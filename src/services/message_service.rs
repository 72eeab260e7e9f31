use crate::domain::message::{Message, validate_text};
use crate::error::{AppError, Result};
use crate::storage::{AccountStore, MessageStore};
use opentelemetry::{
    KeyValue, global,
    metrics::Counter,
};
use std::sync::Arc;

#[derive(Clone, Debug)]
struct Metrics {
    messages_posted_total: Counter<u64>,
    messages_deleted_total: Counter<u64>,
}

impl Metrics {
    fn new() -> Self {
        let meter = global::meter("social-media-api");
        Self {
            messages_posted_total: meter
                .u64_counter("messages_posted_total")
                .with_description("Total number of message submissions")
                .build(),
            messages_deleted_total: meter
                .u64_counter("messages_deleted_total")
                .with_description("Total number of messages removed")
                .build(),
        }
    }
}

#[derive(Clone, Debug)]
pub struct MessageService {
    messages: Arc<dyn MessageStore>,
    accounts: Arc<dyn AccountStore>,
    metrics: Metrics,
}

impl MessageService {
    #[must_use]
    pub fn new(messages: Arc<dyn MessageStore>, accounts: Arc<dyn AccountStore>) -> Self {
        Self { messages, accounts, metrics: Metrics::new() }
    }

    /// # Errors
    /// Returns `AppError::Database` if the store cannot be read.
    pub async fn all_messages(&self) -> Result<Vec<Message>> {
        self.messages.all_messages().await
    }

    /// # Errors
    /// Returns `AppError::Database` if the store cannot be read.
    pub async fn message_by_id(&self, message_id: i32) -> Result<Option<Message>> {
        self.messages.message_by_id(message_id).await
    }

    /// Lists an account's messages. Unknown accounts simply have none.
    ///
    /// # Errors
    /// Returns `AppError::Database` if the store cannot be read.
    pub async fn messages_by_account(&self, account_id: i32) -> Result<Vec<Message>> {
        self.messages.messages_posted_by(account_id).await
    }

    /// Stores a new message once its text and author have been checked.
    ///
    /// # Errors
    /// Returns `AppError::BadRequest` if the text is blank or too long, the
    /// author does not exist, or the store refuses the insert.
    #[tracing::instrument(
        err(level = "warn"),
        skip(self, message_text),
        fields(message_id = tracing::field::Empty)
    )]
    pub async fn post_message(&self, posted_by: i32, message_text: &str, time_posted_epoch: i64) -> Result<Message> {
        let result = self.create(posted_by, message_text, time_posted_epoch).await;

        match &result {
            Ok(message) => {
                tracing::Span::current().record("message_id", message.message_id);
                tracing::debug!("Message posted");
                self.metrics.messages_posted_total.add(1, &[KeyValue::new("status", "success")]);
            }
            Err(_) => {
                self.metrics.messages_posted_total.add(1, &[KeyValue::new("status", "failure")]);
            }
        }

        result
    }

    async fn create(&self, posted_by: i32, message_text: &str, time_posted_epoch: i64) -> Result<Message> {
        validate_text(message_text).map_err(AppError::BadRequest)?;

        if self.accounts.account_by_id(posted_by).await?.is_none() {
            return Err(AppError::BadRequest("posted_by does not reference an existing account".to_string()));
        }

        self.messages
            .insert_message(posted_by, message_text, time_posted_epoch)
            .await?
            .ok_or_else(|| AppError::BadRequest("Message could not be created".to_string()))
    }

    /// Replaces the text of an existing message. Author and timestamp are kept.
    ///
    /// # Errors
    /// Returns `AppError::BadRequest` if the message does not exist or the new text is invalid.
    #[tracing::instrument(err(level = "warn"), skip(self, message_text), fields(message_id = %message_id))]
    pub async fn update_message(&self, message_id: i32, message_text: &str) -> Result<Message> {
        if self.messages.message_by_id(message_id).await?.is_none() {
            return Err(AppError::BadRequest("Message not found".to_string()));
        }

        validate_text(message_text).map_err(AppError::BadRequest)?;

        self.messages.update_message_text(message_id, message_text).await?;

        let message = self
            .messages
            .message_by_id(message_id)
            .await?
            .ok_or_else(|| AppError::BadRequest("Message not found".to_string()))?;

        tracing::debug!("Message updated");
        Ok(message)
    }

    /// Removes a message, returning it as it was just before deletion.
    ///
    /// # Errors
    /// Returns `AppError::Database` if the store fails.
    #[tracing::instrument(err(level = "warn"), skip(self), fields(message_id = %message_id))]
    pub async fn delete_message(&self, message_id: i32) -> Result<Option<Message>> {
        let deleted = self.messages.delete_message(message_id).await?;

        if deleted.is_some() {
            tracing::debug!("Message deleted");
            self.metrics.messages_deleted_total.add(1, &[]);
        } else {
            tracing::debug!("Message to delete was not found");
        }

        Ok(deleted)
    }
}
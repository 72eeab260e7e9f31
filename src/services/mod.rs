pub mod account_service;
pub mod health_service;
pub mod message_service;
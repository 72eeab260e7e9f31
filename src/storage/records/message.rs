use crate::domain::message::Message;

#[derive(Debug, sqlx::FromRow)]
pub(crate) struct MessageRecord {
    pub(crate) message_id: i32,
    pub(crate) posted_by: i32,
    pub(crate) message_text: String,
    pub(crate) time_posted_epoch: i64,
}

impl From<MessageRecord> for Message {
    fn from(record: MessageRecord) -> Self {
        Self {
            message_id: record.message_id,
            posted_by: record.posted_by,
            message_text: record.message_text,
            time_posted_epoch: record.time_posted_epoch,
        }
    }
}
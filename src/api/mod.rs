use crate::services::account_service::AccountService;
use crate::services::health_service::HealthService;
use crate::services::message_service::MessageService;
use axum::body::Body;
use axum::http::{HeaderName, Request};
use axum::{Router, routing::get, routing::post, routing::put};
use tower_http::request_id::{MakeRequestUuid, PropagateRequestIdLayer, RequestId, SetRequestIdLayer};
use tower_http::trace::TraceLayer;

pub mod accounts;
pub mod health;
pub mod messages;
pub mod middleware;
pub mod schemas;

const REQUEST_ID_HEADER: &str = "x-request-id";

#[derive(Clone, Debug)]
pub struct AppState {
    pub account_service: AccountService,
    pub message_service: MessageService,
}

#[derive(Clone, Debug)]
pub struct MgmtState {
    pub health_service: HealthService,
}

/// Configures and returns the public API router.
pub fn app_router(state: AppState) -> Router {
    Router::new()
        .route("/register", post(accounts::register))
        .route("/login", post(accounts::login))
        .route("/accounts", get(accounts::list_accounts))
        .route("/accounts/{account_id}", put(accounts::update_account))
        .route("/accounts/{account_id}/messages", get(messages::list_account_messages))
        .route("/messages", get(messages::list_messages).post(messages::create_message))
        .route(
            "/messages/{message_id}",
            get(messages::get_message)
                .put(messages::update_message)
                .patch(messages::update_message)
                .delete(messages::delete_message),
        )
        .layer(PropagateRequestIdLayer::new(HeaderName::from_static(REQUEST_ID_HEADER)))
        .layer(
            TraceLayer::new_for_http()
                .make_span_with(|request: &Request<Body>| {
                    let request_id = request
                        .extensions()
                        .get::<RequestId>()
                        .map(|id| id.header_value().to_str().unwrap_or_default())
                        .unwrap_or_default()
                        .to_string();

                    tracing::info_span!(
                        "request",
                        "request_id" = %request_id,
                        "http.request.method" = %request.method(),
                        "url.path" = %request.uri().path(),
                        "http.response.status_code" = tracing::field::Empty,
                        "otel.kind" = "server",
                    )
                })
                .on_response(
                    |response: &axum::http::Response<_>, latency: std::time::Duration, _span: &tracing::Span| {
                        let status = response.status();
                        tracing::Span::current().record("http.response.status_code", status.as_u16());

                        tracing::info!(
                            latency_ms = %latency.as_millis(),
                            status = %status.as_u16(),
                            "request completed"
                        );
                    },
                )
                .on_failure(|error, _latency, _span: &tracing::Span| {
                    tracing::error!(error = %error, "request failed");
                }),
        )
        .layer(SetRequestIdLayer::new(HeaderName::from_static(REQUEST_ID_HEADER), MakeRequestUuid))
        .with_state(state)
}

pub fn mgmt_router(state: MgmtState) -> Router {
    Router::new().route("/livez", get(health::livez)).route("/readyz", get(health::readyz)).with_state(state)
}
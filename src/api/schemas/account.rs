use crate::domain::account::Account as AccountModel;
use serde::{Deserialize, Serialize};

/// Body of `POST /register`, `POST /login` and `PUT /accounts/{account_id}`.
#[derive(Debug, Deserialize)]
pub struct Credentials {
    pub username: String,
    pub password: String,
}

#[derive(Debug, Clone, PartialEq, Eq, Serialize, Deserialize)]
pub struct Account {
    pub account_id: i32,
    pub username: String,
    pub password: String,
}

impl From<AccountModel> for Account {
    fn from(account: AccountModel) -> Self {
        Self { account_id: account.account_id, username: account.username, password: account.password }
    }
}
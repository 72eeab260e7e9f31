use crate::domain::message::Message as MessageModel;
use serde::{Deserialize, Serialize};

#[derive(Debug, Deserialize)]
pub struct NewMessage {
    pub posted_by: i32,
    pub message_text: String,
    pub time_posted_epoch: i64,
}

/// Only the text of a message can change; any other fields in the body are ignored.
#[derive(Debug, Deserialize)]
pub struct MessageUpdate {
    pub message_text: String,
}

#[derive(Debug, Clone, PartialEq, Eq, Serialize, Deserialize)]
pub struct Message {
    pub message_id: i32,
    pub posted_by: i32,
    pub message_text: String,
    pub time_posted_epoch: i64,
}

impl From<MessageModel> for Message {
    fn from(message: MessageModel) -> Self {
        Self {
            message_id: message.message_id,
            posted_by: message.posted_by,
            message_text: message.message_text,
            time_posted_epoch: message.time_posted_epoch,
        }
    }
}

WHAT YOU WILL DO: Only the lines from the first line of the records through the line with "fn new() ->" should be reproduced, exactly and with nothing added.

RESPONSE BOX:
filename src/services/message_service.rs
repository 72eeab260e7e9f31
use crate::domain::message::{Message, validate_text};
use crate::error::{AppError, Result};
use crate::storage::{AccountStore, MessageStore};
use opentelemetry::{
    KeyValue, global,
    metrics::Counter,
};
use std::sync::Arc;

#[derive(Clone, Debug)]
struct Metrics {
    messages_posted_total: Counter<u64>,
    messages_deleted_total: Counter<u64>,
}

impl Metrics {
    fn new() -> Self {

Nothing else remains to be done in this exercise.